My point is not that Woods made a textbook shot. My point is that of eight threesomes we saw, there was only one shot that wasn't very good or better than Woods' out of 24 golfers. I'm talking guys the casual fan has barely heard of -- Bo Van Pelt, Simon Khan, Ian Poulter. It got me to thinking what an incredible golfer Woods is. If all these guys can make individual shots as good as Woods, and yet Woods wins so many majors and so many other tournaments, he's got to be the most mentally tough, consistent guy on the tour. When you don't see much golf, that's something that impresses you.

c. Ben Roethlisberger shot an 81 at Bethpage on that great idea for the pre-Open show on NBC, the Roethlisberger-Michael Jordan-Justin Timberlake round of golf. And I looked over the scores for the first three rounds. Noticed touring pros Jeff Brehaut and David Horsey also shot 81s, and Rocco Mediate, last summer's story of the year on the tour, shot a 79. And after walking that course and seeing the acres of sand and long meadows of the deep grass, and seeing the ridiculously long holes like the 525-yard PAR FOUR seventh (with a dogleg, no less), I have to say I'm fairly impressed with young number seven's game.

d. Four-game lead, Boston. Do not get cocky. The Rays are coming. The Yanks are the Yanks.

e. Uncle. Uncle! The first day of summer brought weather more like the first day of spring in the northeast -- heavy mist, fog, 58ish degrees, strong winds. I thought I moved to Boston, but apparently the truck brought our stuff to some combo platter of Seattle and Juneau.

f. Coffeenerdness: I'm in coffee nirvana when Equator Coffee is being served. Check it out. San Rafael, Calif.-based, and good and dark. Try the Zulu blend.

g. I don't know who Jon and Kate are, and I pray to God I never learn.

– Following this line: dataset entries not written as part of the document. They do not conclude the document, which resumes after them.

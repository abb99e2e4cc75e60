// SPDX-License-Identifier: BUSL-1.1
// Copyright (c) 2026 Alfred Jean LLC

//! Shared helpers for gate tests.

use crate::config::GateConfig;
use crate::context::GateContext;
use axon_core::{Actor, Metrics, Observation, SYSTEM_SESSION_KEY};
use chrono::{DateTime, TimeZone, Utc};

pub(crate) fn t0() -> DateTime<Utc> {
    Utc.with_ymd_and_hms(2026, 3, 1, 12, 0, 0).unwrap()
}

/// Owns the borrowed pieces of a `GateContext`.
pub(crate) struct TestCtx {
    pub config: GateConfig,
    pub metrics: Metrics,
}

impl TestCtx {
    pub fn new() -> Self {
        Self {
            config: GateConfig::default(),
            metrics: Metrics::new(),
        }
    }

    pub fn with_config(config: GateConfig) -> Self {
        Self {
            config,
            metrics: Metrics::new(),
        }
    }

    pub fn ctx(&self, now: DateTime<Utc>) -> GateContext<'_> {
        GateContext {
            now,
            config: &self.config,
            system_session_key: SYSTEM_SESSION_KEY,
            metrics: &self.metrics,
            session_state: None,
            system_health: None,
            trace: None,
        }
    }
}

pub(crate) fn user_msg(text: &str) -> Observation {
    Observation::message(Actor::user("alice"), "text_input", text, t0())
        .with_session_key("dm:alice")
}
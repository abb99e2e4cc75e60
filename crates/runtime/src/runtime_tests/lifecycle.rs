// SPDX-License-Identifier: BUSL-1.1
// Copyright (c) 2026 Alfred Jean LLC

//! Full-loop tests: startup, routing, GC, revival, shutdown.

use super::helpers::*;
use crate::agent::FakeAgentMode;
use crate::bus::PublishOutcome;
use axon_core::{Clock, SYSTEM_SESSION_KEY};
use axon_gate::GateConfig;

#[tokio::test]
async fn published_message_flows_to_agent_and_egress() {
    let h = harness_with(fast_config(), GateConfig::default());
    h.runtime.start();

    let outcome = h.runtime.bus().publish_nowait(user_msg(&h.clock, "hi"));
    assert!(outcome.is_published());

    wait_until("agent invocation", || h.agent.call_count() == 1).await;
    wait_until("egress delivery", || h.egress.sent().len() == 1).await;

    let sent = h.egress.sent();
    assert!(sent[0].is_agent_sourced());
    assert_eq!(sent[0].normalized_text(), Some("ack: hi"));
    assert!(sent[0].source_name.starts_with("agent:"));

    // the reply re-entered the router but never re-triggered the agent
    tokio::time::sleep(std::time::Duration::from_millis(50)).await;
    assert_eq!(h.agent.call_count(), 1);

    h.runtime.shutdown().await;
}

#[tokio::test]
async fn worker_and_state_appear_for_new_sessions() {
    let h = harness_with(fast_config(), GateConfig::default());
    h.runtime.start();
    h.runtime.bus().publish_nowait(user_msg(&h.clock, "hi"));

    wait_until("session worker", || {
        h.runtime
            .state_snapshot()
            .sessions
            .iter()
            .any(|s| s.session_key == "dm:alice")
    })
    .await;

    h.runtime.shutdown().await;
}

#[tokio::test]
async fn idle_session_is_collected_and_revived() {
    let h = harness_with(fast_config(), GateConfig::default());
    h.runtime.start();

    h.runtime.bus().publish_nowait(user_msg(&h.clock, "hi"));
    wait_until("first agent invocation", || h.agent.call_count() == 1).await;

    // fall idle past the 600s TTL
    h.clock.advance_secs(601);
    wait_until("session collected", || {
        !h.runtime.router().contains_session("dm:alice")
            && h.runtime.state_snapshot().sessions.iter().all(|s| {
                s.session_key != "dm:alice"
            })
    })
    .await;

    // the next event re-creates inbox, state and worker within a tick
    h.runtime.bus().publish_nowait(user_msg(&h.clock, "hello again"));
    wait_until("revived agent invocation", || h.agent.call_count() == 2).await;
    assert!(h.runtime.router().contains_session("dm:alice"));

    // fresh state: the old processed counter is gone
    let snapshot = h.runtime.state_snapshot();
    let session = snapshot
        .sessions
        .iter()
        .find(|s| s.session_key == "dm:alice")
        .unwrap();
    assert!(session.processed_total <= 2);

    h.runtime.shutdown().await;
}

#[tokio::test]
async fn system_session_survives_gc() {
    let h = harness_with(fast_config(), GateConfig::default());
    h.runtime.start();

    h.runtime
        .bus()
        .publish_nowait(axon_core::Observation::schedule(
            serde_json::json!({"tick": 1}),
            h.clock.now(),
        ));
    wait_until("system session", || {
        h.runtime.router().contains_session(SYSTEM_SESSION_KEY)
    })
    .await;

    h.clock.advance_secs(100_000);
    tokio::time::sleep(std::time::Duration::from_millis(80)).await;
    assert!(h.runtime.router().contains_session(SYSTEM_SESSION_KEY));

    h.runtime.shutdown().await;
}

#[tokio::test]
async fn shutdown_closes_the_bus_and_is_idempotent() {
    let h = harness_with(fast_config(), GateConfig::default());
    h.runtime.start();
    h.runtime.bus().publish_nowait(user_msg(&h.clock, "hi"));
    wait_until("agent invocation", || h.agent.call_count() == 1).await;

    h.runtime.shutdown().await;
    h.runtime.shutdown().await;

    assert_eq!(
        h.runtime.bus().publish_nowait(user_msg(&h.clock, "late")),
        PublishOutcome::Closed
    );
    assert!(h.memory.is_closed());
}

#[tokio::test]
async fn agent_failures_do_not_kill_the_session() {
    let h = harness_with(fast_config(), GateConfig::default());
    h.runtime.start();

    h.agent.set_mode(FakeAgentMode::Fail);
    h.runtime.bus().publish_nowait(user_msg(&h.clock, "hi"));
    wait_until("agent error", || h.metrics.agent_errors() == 1).await;

    h.agent.set_mode(FakeAgentMode::Echo);
    h.clock.advance_secs(1);
    h.runtime
        .bus()
        .publish_nowait(user_msg(&h.clock, "are you there?"));
    wait_until("recovery invocation", || h.agent.call_count() == 2).await;
    wait_until("egress delivery", || !h.egress.sent().is_empty()).await;

    let snapshot = h.runtime.state_snapshot();
    let session = snapshot
        .sessions
        .iter()
        .find(|s| s.session_key == "dm:alice")
        .unwrap();
    assert_eq!(session.error_total, 1);

    h.runtime.shutdown().await;
}

#[tokio::test]
async fn egress_failures_are_fail_open() {
    let h = harness_with(fast_config(), GateConfig::default());
    h.runtime.start();

    h.egress.set_fail(true);
    h.runtime.bus().publish_nowait(user_msg(&h.clock, "hi"));
    wait_until("egress failure", || {
        h.metrics.snapshot().egress_failed_total == 1
    })
    .await;

    // the engine keeps processing
    h.egress.set_fail(false);
    h.clock.advance_secs(1);
    h.runtime.bus().publish_nowait(user_msg(&h.clock, "still on?"));
    wait_until("second invocation", || h.agent.call_count() == 2).await;

    h.runtime.shutdown().await;
}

h. I do, however, know good books. Or at least one good book. Remember my review last week for the Bataan Death March spellbinder, Tears in the Darkness? This from Dwight Garner's New York Times review of the book on Wednesday: "No aspect of this battle or the infamous march that followed seems to have been overlooked ... It was not clear that this wall needed another brick. But then you pick up Michael Norman and Elizabeth M. Norman's calm, stirring and human [book] ... and you think: yes, we needed another brick. Tears in the Darkness is authoritative history.''

i. The column will be off for the next four Mondays, but I want you to look for some surprise MMQB authors over the next four weeks. Who? That's a surprise. You'll have to log on each Monday to learn. I'll be back Monday, July 27, the day before I leave for my training-camp jaunt.